Borges, Calvino y una meretriz, vecinos en el cementerio
(Un texto de J.J. Armas
Marcelo en El Mundo del 12 de enero de 2014. )
El Cementerio de los
Reyes es un hermoso camposanto situado en el 10 Rue des Rois, barrio de Plainpalais,
en el centro de Ginebra, Suiza, donde descansan los ilustres ciudadanos que
dejaron en vida su huella en la ciudad.
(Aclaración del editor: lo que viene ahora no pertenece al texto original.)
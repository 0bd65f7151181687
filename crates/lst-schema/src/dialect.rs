//! Supported base JSON Schema dialects.
//!
//! A [`Dialect`] names a standard draft and exposes its full keyword
//! table. The table is the first layer of a [`crate::MetaSchemaSpec`]'s
//! vocabulary; the validation semantics of these keywords come from the
//! underlying `jsonschema` engine.

use crate::error::SchemaError;

/// A versioned standard JSON Schema draft.
#[derive(Debug, Clone, Copy, PartialEq, Eq, Hash)]
pub enum Dialect {
    /// Draft 7 (`http://json-schema.org/draft-07/schema`).
    Draft7,
    /// Draft 2019-09 (`https://json-schema.org/draft/2019-09/schema`).
    /// The draft the vendor's meta-schema builds on.
    Draft201909,
    /// Draft 2020-12 (`https://json-schema.org/draft/2020-12/schema`).
    Draft202012,
}

/// Keyword table for draft 7.
const DRAFT7_KEYWORDS: &[&str] = &[
    "$schema",
    "$id",
    "$ref",
    "$comment",
    "definitions",
    "title",
    "description",
    "default",
    "readOnly",
    "writeOnly",
    "examples",
    "multipleOf",
    "maximum",
    "exclusiveMaximum",
    "minimum",
    "exclusiveMinimum",
    "maxLength",
    "minLength",
    "pattern",
    "additionalItems",
    "items",
    "maxItems",
    "minItems",
    "uniqueItems",
    "contains",
    "maxProperties",
    "minProperties",
    "required",
    "properties",
    "patternProperties",
    "additionalProperties",
    "dependencies",
    "propertyNames",
    "const",
    "enum",
    "type",
    "format",
    "contentMediaType",
    "contentEncoding",
    "if",
    "then",
    "else",
    "allOf",
    "anyOf",
    "oneOf",
    "not",
];

/// Keyword table for draft 2019-09.
const DRAFT201909_KEYWORDS: &[&str] = &[
    "$schema",
    "$id",
    "$anchor",
    "$ref",
    "$recursiveRef",
    "$recursiveAnchor",
    "$vocabulary",
    "$comment",
    "$defs",
    "title",
    "description",
    "default",
    "deprecated",
    "readOnly",
    "writeOnly",
    "examples",
    "multipleOf",
    "maximum",
    "exclusiveMaximum",
    "minimum",
    "exclusiveMinimum",
    "maxLength",
    "minLength",
    "pattern",
    "additionalItems",
    "unevaluatedItems",
    "items",
    "contains",
    "maxContains",
    "minContains",
    "maxItems",
    "minItems",
    "uniqueItems",
    "maxProperties",
    "minProperties",
    "required",
    "dependentRequired",
    "dependentSchemas",
    "properties",
    "patternProperties",
    "additionalProperties",
    "unevaluatedProperties",
    "propertyNames",
    "const",
    "enum",
    "type",
    "format",
    "contentMediaType",
    "contentEncoding",
    "contentSchema",
    "if",
    "then",
    "else",
    "allOf",
    "anyOf",
    "oneOf",
    "not",
];

/// Keyword table for draft 2020-12.
const DRAFT202012_KEYWORDS: &[&str] = &[
    "$schema",
    "$id",
    "$anchor",
    "$ref",
    "$dynamicRef",
    "$dynamicAnchor",
    "$vocabulary",
    "$comment",
    "$defs",
    "title",
    "description",
    "default",
    "deprecated",
    "readOnly",
    "writeOnly",
    "examples",
    "multipleOf",
    "maximum",
    "exclusiveMaximum",
    "minimum",
    "exclusiveMinimum",
    "maxLength",
    "minLength",
    "pattern",
    "prefixItems",
    "unevaluatedItems",
    "items",
    "contains",
    "maxContains",
    "minContains",
    "maxItems",
    "minItems",
    "uniqueItems",
    "maxProperties",
    "minProperties",
    "required",
    "dependentRequired",
    "dependentSchemas",
    "properties",
    "patternProperties",
    "additionalProperties",
    "unevaluatedProperties",
    "propertyNames",
    "const",
    "enum",
    "type",
    "format",
    "contentMediaType",
    "contentEncoding",
    "contentSchema",
    "if",
    "then",
    "else",
    "allOf",
    "anyOf",
    "oneOf",
    "not",
];

impl Dialect {
    /// Resolve a dialect from its canonical URI. Short forms
    /// (`"draft-07"`, `"2019-09"`, `"2020-12"`) are accepted as well.
    ///
    /// # Errors
    ///
    /// Returns [`SchemaError::UnsupportedDialect`] for anything else.
    pub fn from_id(id: &str) -> Result<Self, SchemaError> {
        match id.trim_end_matches('#') {
            "http://json-schema.org/draft-07/schema" | "draft-07" => Ok(Self::Draft7),
            "https://json-schema.org/draft/2019-09/schema" | "2019-09" => Ok(Self::Draft201909),
            "https://json-schema.org/draft/2020-12/schema" | "2020-12" => Ok(Self::Draft202012),
            _ => Err(SchemaError::UnsupportedDialect {
                dialect: id.to_string(),
            }),
        }
    }

    /// The dialect's canonical URI.
    pub fn id(&self) -> &'static str {
        match self {
            Self::Draft7 => "http://json-schema.org/draft-07/schema#",
            Self::Draft201909 => "https://json-schema.org/draft/2019-09/schema",
            Self::Draft202012 => "https://json-schema.org/draft/2020-12/schema",
        }
    }

    /// The full keyword table of this dialect.
    pub fn keyword_names(&self) -> &'static [&'static str] {
        match self {
            Self::Draft7 => DRAFT7_KEYWORDS,
            Self::Draft201909 => DRAFT201909_KEYWORDS,
            Self::Draft202012 => DRAFT202012_KEYWORDS,
        }
    }

    /// The engine-level draft selector.
    pub(crate) fn engine_draft(&self) -> jsonschema::Draft {
        match self {
            Self::Draft7 => jsonschema::Draft::Draft7,
            Self::Draft201909 => jsonschema::Draft::Draft201909,
            Self::Draft202012 => jsonschema::Draft::Draft202012,
        }
    }
}

impl std::fmt::Display for Dialect {
    fn fmt(&self, f: &mut std::fmt::Formatter<'_>) -> std::fmt::Result {
        write!(f, "{}", self.id())
    }
}
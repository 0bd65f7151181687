//! Violation rendering for console output.

use std::fmt::Write as _;

use lst_schema::Violation;

/// Render every violation with its full context: keyword, schema
/// location, evaluation path, instance location, offending value, and
/// message key.
pub fn render_violations(violations: &[Violation]) -> String {
    let mut out = String::new();
    for v in violations {
        let _ = writeln!(out, "{}", v.message);
        let _ = writeln!(out, "  keyword:           {}", v.keyword);
        let _ = writeln!(out, "  schema location:   {}", v.schema_location);
        let _ = writeln!(out, "  evaluation path:   {}", v.evaluation_path);
        let _ = writeln!(out, "  instance location: {}", v.instance_location);
        let _ = writeln!(out, "  instance value:    {}", v.instance);
        let _ = writeln!(out, "  message key:       {}", v.message_key);
    }
    out
}

#[cfg(test)]
mod tests {
    use super::*;
    use serde_json::json;

    #[test]
    fn rendering_includes_every_violation_attribute() {
        let violations = vec![Violation {
            keyword: "maxUtf8ByteLength".into(),
            schema_location: "/properties/item_name/maxUtf8ByteLength".into(),
            evaluation_path: "/properties/item_name/maxUtf8ByteLength".into(),
            instance_location: "/item_name".into(),
            instance: json!("café"),
            message_key: "maxUtf8ByteLength".into(),
            message: "maxUtf8ByteLength: string is 5 UTF-8 bytes, maximum is 4".into(),
        }];
        let rendered = render_violations(&violations);
        assert!(rendered.contains("maxUtf8ByteLength"));
        assert!(rendered.contains("/properties/item_name/maxUtf8ByteLength"));
        assert!(rendered.contains("/item_name"));
        assert!(rendered.contains("\"café\""));
        assert!(rendered.contains("message key"));
    }
}
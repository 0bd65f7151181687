//! # lst-core — Foundational Types for the Listing Stack
//!
//! Defines the primitives every other crate in the workspace builds on:
//! identifier newtypes for the selling-partner domain, the workflow
//! configuration loaded from YAML, and the local document store used to
//! persist fetched schema documents byte-for-byte.
//!
//! ## Key Design Principles
//!
//! 1. **Newtype wrappers for domain identifiers.** `MarketplaceId`,
//!    `SellerId`, `Sku`, `Asin`, `ProductTypeName` — you cannot pass a
//!    SKU where a seller id is expected. No bare strings across crate
//!    seams.
//!
//! 2. **Configuration is a value, not ambient state.** `WorkflowConfig`
//!    is loaded once and passed explicitly into whichever component
//!    needs it. Secrets are redacted in `Debug` output.
//!
//! 3. **Byte-for-byte document persistence.** `DocumentStore` writes and
//!    reads documents without transformation, so a schema fetched from
//!    the network round-trips unchanged into the validator.
//!
//! ## Crate Policy
//!
//! - No dependencies on other `lst-*` crates (this is the leaf of the DAG).
//! - No `unsafe` code.
//! - No `panic!()` or `.unwrap()` outside tests.

pub mod config;
pub mod identity;
pub mod store;

pub use config::{ConfigError, WorkflowConfig};
pub use identity::{Asin, MarketplaceId, ProductTypeName, SellerId, Sku};
pub use store::{DocumentStore, StoreError};
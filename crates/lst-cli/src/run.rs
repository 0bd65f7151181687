//! # Run Subcommand
//!
//! The end-to-end listing workflow: catalog lookup, restriction check,
//! product-type discovery, schema download and persistence, payload
//! validation, and validation-preview submission. Submission only
//! happens when the payload passes schema validation with zero
//! violations.

use std::collections::BTreeSet;
use std::path::PathBuf;

use anyhow::Context;
use clap::Args;

use lst_client::listings::{ListingsItemPutRequest, Requirements, MODE_VALIDATION_PREVIEW};
use lst_client::{fetch_access_token, SellingPartnerClient};
use lst_core::{DocumentStore, WorkflowConfig};
use lst_schema::{
    default_excluded_keywords, vendor_extensions, Dialect, MetaSchemaSpec, SchemaDocument,
};

use crate::report::render_violations;

/// Local names fetched schema documents are persisted under.
const META_SCHEMA_FILE: &str = "metaSchema.json";
const SCHEMA_FILE: &str = "schema.json";

/// Arguments for the run subcommand.
#[derive(Args, Debug)]
pub struct RunArgs {
    /// Path to the workflow configuration file.
    #[arg(long, default_value = "config.yml")]
    pub config: PathBuf,

    /// Search keyword for the catalog and product-type lookups
    /// (repeatable).
    #[arg(long = "keyword", default_value = "luggage")]
    pub keywords: Vec<String>,

    /// Path to the listing payload JSON.
    #[arg(long, default_value = "payload.json")]
    pub payload: PathBuf,

    /// Directory fetched schema documents are persisted into.
    #[arg(long, default_value = ".")]
    pub work_dir: PathBuf,

    /// Locale for search terms and localized messages.
    #[arg(long, default_value = "en_US")]
    pub locale: String,
}

/// Execute the workflow.
pub async fn run(args: RunArgs) -> anyhow::Result<()> {
    let config = WorkflowConfig::load(&args.config)
        .with_context(|| format!("loading config from {}", args.config.display()))?;

    let token = fetch_access_token(&config).await?;
    let client = SellingPartnerClient::new(config.endpoint.clone(), &token, config.timeout_secs)?;

    // Is the product already in the catalog?
    let included_data = vec!["summaries".to_string(), "attributes".to_string()];
    let catalog_results = client
        .catalog()
        .search_items(&config.marketplace_ids, &args.keywords, &included_data, 1)
        .await?;

    if let Some(item) = catalog_results.items.first() {
        println!("Product found in catalog with ASIN: {}", item.asin);
        let restrictions = client
            .restrictions()
            .get_listings_restrictions(
                &item.asin,
                &config.seller_id,
                &config.marketplace_ids,
                None,
                &args.locale,
            )
            .await?;
        if restrictions.restrictions.is_empty() {
            println!("No restrictions found for ASIN: {}", item.asin);
        } else {
            println!(
                "Found {} restriction(s) for ASIN: {}",
                restrictions.restrictions.len(),
                item.asin
            );
            for restriction in &restrictions.restrictions {
                println!("Marketplace: {}", restriction.marketplace_id);
                if let Some(condition) = &restriction.condition_type {
                    println!("Condition: {condition}");
                }
                for reason in &restriction.reasons {
                    if let Some(code) = &reason.reason_code {
                        println!("Reason code: {code}");
                    }
                    if let Some(message) = &reason.message {
                        println!("Message: {message}");
                    }
                    for link in &reason.links {
                        println!("Approval link: {}", link.resource);
                        if let Some(title) = &link.title {
                            println!("Link title: {title}");
                        }
                    }
                }
                println!("-------------------");
            }
        }
    } else {
        tracing::info!(keywords = ?args.keywords, "no existing catalog item matched");
    }

    // Discover the product type. Several may match; take the first.
    let product_types = client
        .definitions()
        .search_product_types(&config.marketplace_ids, &args.keywords, &args.locale)
        .await?;
    let product_type = product_types
        .product_types
        .first()
        .map(|pt| pt.name.clone())
        .with_context(|| format!("no product type matched keywords {:?}", args.keywords))?;
    tracing::info!(product_type = %product_type, "selected product type");

    let definition = client
        .definitions()
        .get_product_type_definition(
            &product_type,
            &config.marketplace_ids,
            "LISTING_PRODUCT_ONLY",
            "NOT_ENFORCED",
            &args.locale,
        )
        .await?;

    // Download both schema documents and persist them byte-for-byte.
    let store = DocumentStore::new(&args.work_dir);
    let meta_bytes = client
        .documents()
        .fetch_document(&definition.meta_schema.link.resource)
        .await?;
    store.persist(META_SCHEMA_FILE, &meta_bytes)?;
    let schema_bytes = client
        .documents()
        .fetch_document(&definition.schema.link.resource)
        .await?;
    store.persist(SCHEMA_FILE, &schema_bytes)?;
    tracing::info!(dir = %store.root().display(), "persisted schema documents");

    // Compile from the persisted copies, not the in-flight bytes.
    let meta_doc = SchemaDocument::parse(META_SCHEMA_FILE, store.read_text(META_SCHEMA_FILE)?)?;
    let schema_doc = SchemaDocument::parse(SCHEMA_FILE, store.read_text(SCHEMA_FILE)?)?;

    let spec = MetaSchemaSpec::assemble(
        Dialect::Draft201909.id(),
        excluded_keywords(&config),
        vendor_extensions(),
        meta_doc,
    )?;
    let validator = spec.compile(&schema_doc)?;

    let payload_text = std::fs::read_to_string(&args.payload)
        .with_context(|| format!("reading payload from {}", args.payload.display()))?;
    let violations = validator.validate_text(&payload_text)?;
    if !violations.is_empty() {
        println!(
            "Payload failed schema validation with {} violation(s):",
            violations.len()
        );
        print!("{}", render_violations(violations.violations()));
        anyhow::bail!("submission blocked: payload does not satisfy the product-type schema");
    }
    println!("Payload passed schema validation");

    // Submit the validated payload in validation-preview mode.
    let attributes = serde_json::from_str(&payload_text)?;
    let request = ListingsItemPutRequest {
        product_type,
        requirements: Some(Requirements::ListingProductOnly),
        attributes,
    };
    let response = client
        .listings()
        .put_listings_item(
            &config.seller_id,
            &config.sku,
            &config.marketplace_ids,
            &["identifiers".to_string(), "issues".to_string()],
            MODE_VALIDATION_PREVIEW,
            &args.locale,
            &request,
        )
        .await?;

    println!("Validation preview status: {:?}", response.status);
    if let Some(submission_id) = &response.submission_id {
        println!("Submission id: {submission_id}");
    }
    if response.issues.is_empty() {
        println!("No submission issues reported");
    } else {
        println!("Submission issues:");
        for issue in &response.issues {
            println!(
                "  [{}] {} (attributes: {})",
                issue.code.as_deref().unwrap_or("-"),
                issue.message.as_deref().unwrap_or("-"),
                issue.attribute_names.join(", "),
            );
        }
    }

    Ok(())
}

/// The excluded-keyword set: configured in the workflow file, or the
/// vendor default.
fn excluded_keywords(config: &WorkflowConfig) -> BTreeSet<String> {
    match &config.excluded_keywords {
        Some(names) => names.iter().cloned().collect(),
        None => default_excluded_keywords(),
    }
}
Es un jardín bellísimo lleno de tumbas fantásticas
cuyo orden, entre familiar y azaroso, ha provocado más de un debate en Ginebra y
donde finalmente se ha impuesto un aparente y curioso azar que parece hacer
justicia a más de uno de los allí enterrados.
La tarde era para mí fría,
soleada, apacible y coñac, camino del Cementerio de los Reyes, mientras los ginebrinos
celebraban la fiesta de La Escalada, el día que los aguerridos soldados de su
ejército defendieron la ciudad del asalto de los franceses. El peregrinaje al
Cementerio de los Reyes es de obligado cumplimiento para un escritor en lengua
española que pase por Ginebra: Jorge Luis Borges, argentino hasta la muerte, gran
escritor a quien le cabe el honor de que un sectario de la izquierda caviar
sueca, Artur Lundkvist, le negara el Nobel de Literatura para toda la
eternidad, está enterrado en ese jardín, exactamente en la tumba número 435.
Delante de su tumba,
estética, austera, llena de palabras en lenguas nórdicas, estuve meditando más
de una hora y terminé por recitarme con placer su Fundación de Buenos Aires. Para Borges, Ginebra es la ciudad del
mundo que reúne más condiciones para «ser feliz», y así lo dejó expresamente
escrito en una lapida en la que puede leerse su amor por la ciudad que lo llevó,
una vez fallecido, a ser enterrado junto a los hombres y mujeres ilustres de
Ginebra.
Unos metros más allá,
muy próxima a la de Borges, esta la tumba de Juan Calvino, el gran reformador de
la ciudad y de sus costumbres, el hombre austero en la historia de Ginebra: Calvino
esta en las fachadas de las mansiones de las grandes familias y en las de las más
humildes; desde las calles más transitadas a las plazas e iglesias más
visitadas por los ciudadanos. Toda Ginebra respira el aire austero (al menos en
apariencia), rígido y educado que eran las normas irreductibles de Calvino.
Esa misma tenacidad por
lo simplemente elemental la llevó también a su tumba. Al principio, lo único
que indicaba que allí descansaba un héroe eran dos iniciales: J.C. Todo el mundo
en Ginebra y en el mundo sabían que esas J.C. correspondían a Juan Calvino. Más
tarde, la Municipalidad buscó adecentar aquella pobreza de la tumba y le puso
una preciosa lapida de mármol negro. Pero siguen las iniciales y sólo las iniciales:
J.C.
Lo que sucede es siempre
matemático, también en los cementerios y sus tumbas: el orden de las tumbas, aunque
parezca azaroso, es el resultado de una serie de operaciones matemáticas y
secretas, intrincadamente sofisticada, sumas de tiempos, vidas, accidentes y
casualidades que dan la ubicación exacta de los muertos en la eternidad de los
camposantos. Así es también en el Cementerio de los Reyes: entre la tumba de
Borges -a dos pasos de la del escritor- y la de Calvino esta la tumba numero
445, que corresponde a una mujer excepcional: Griselidis Real, «escritora,
pintora y prostituta», nacida en Lausana el 11 de agosto de 1929 y muerta en
Ginebra el 31 de mayo de 2005. Su infancia la pasó con su padre en Egipto (Alejandría)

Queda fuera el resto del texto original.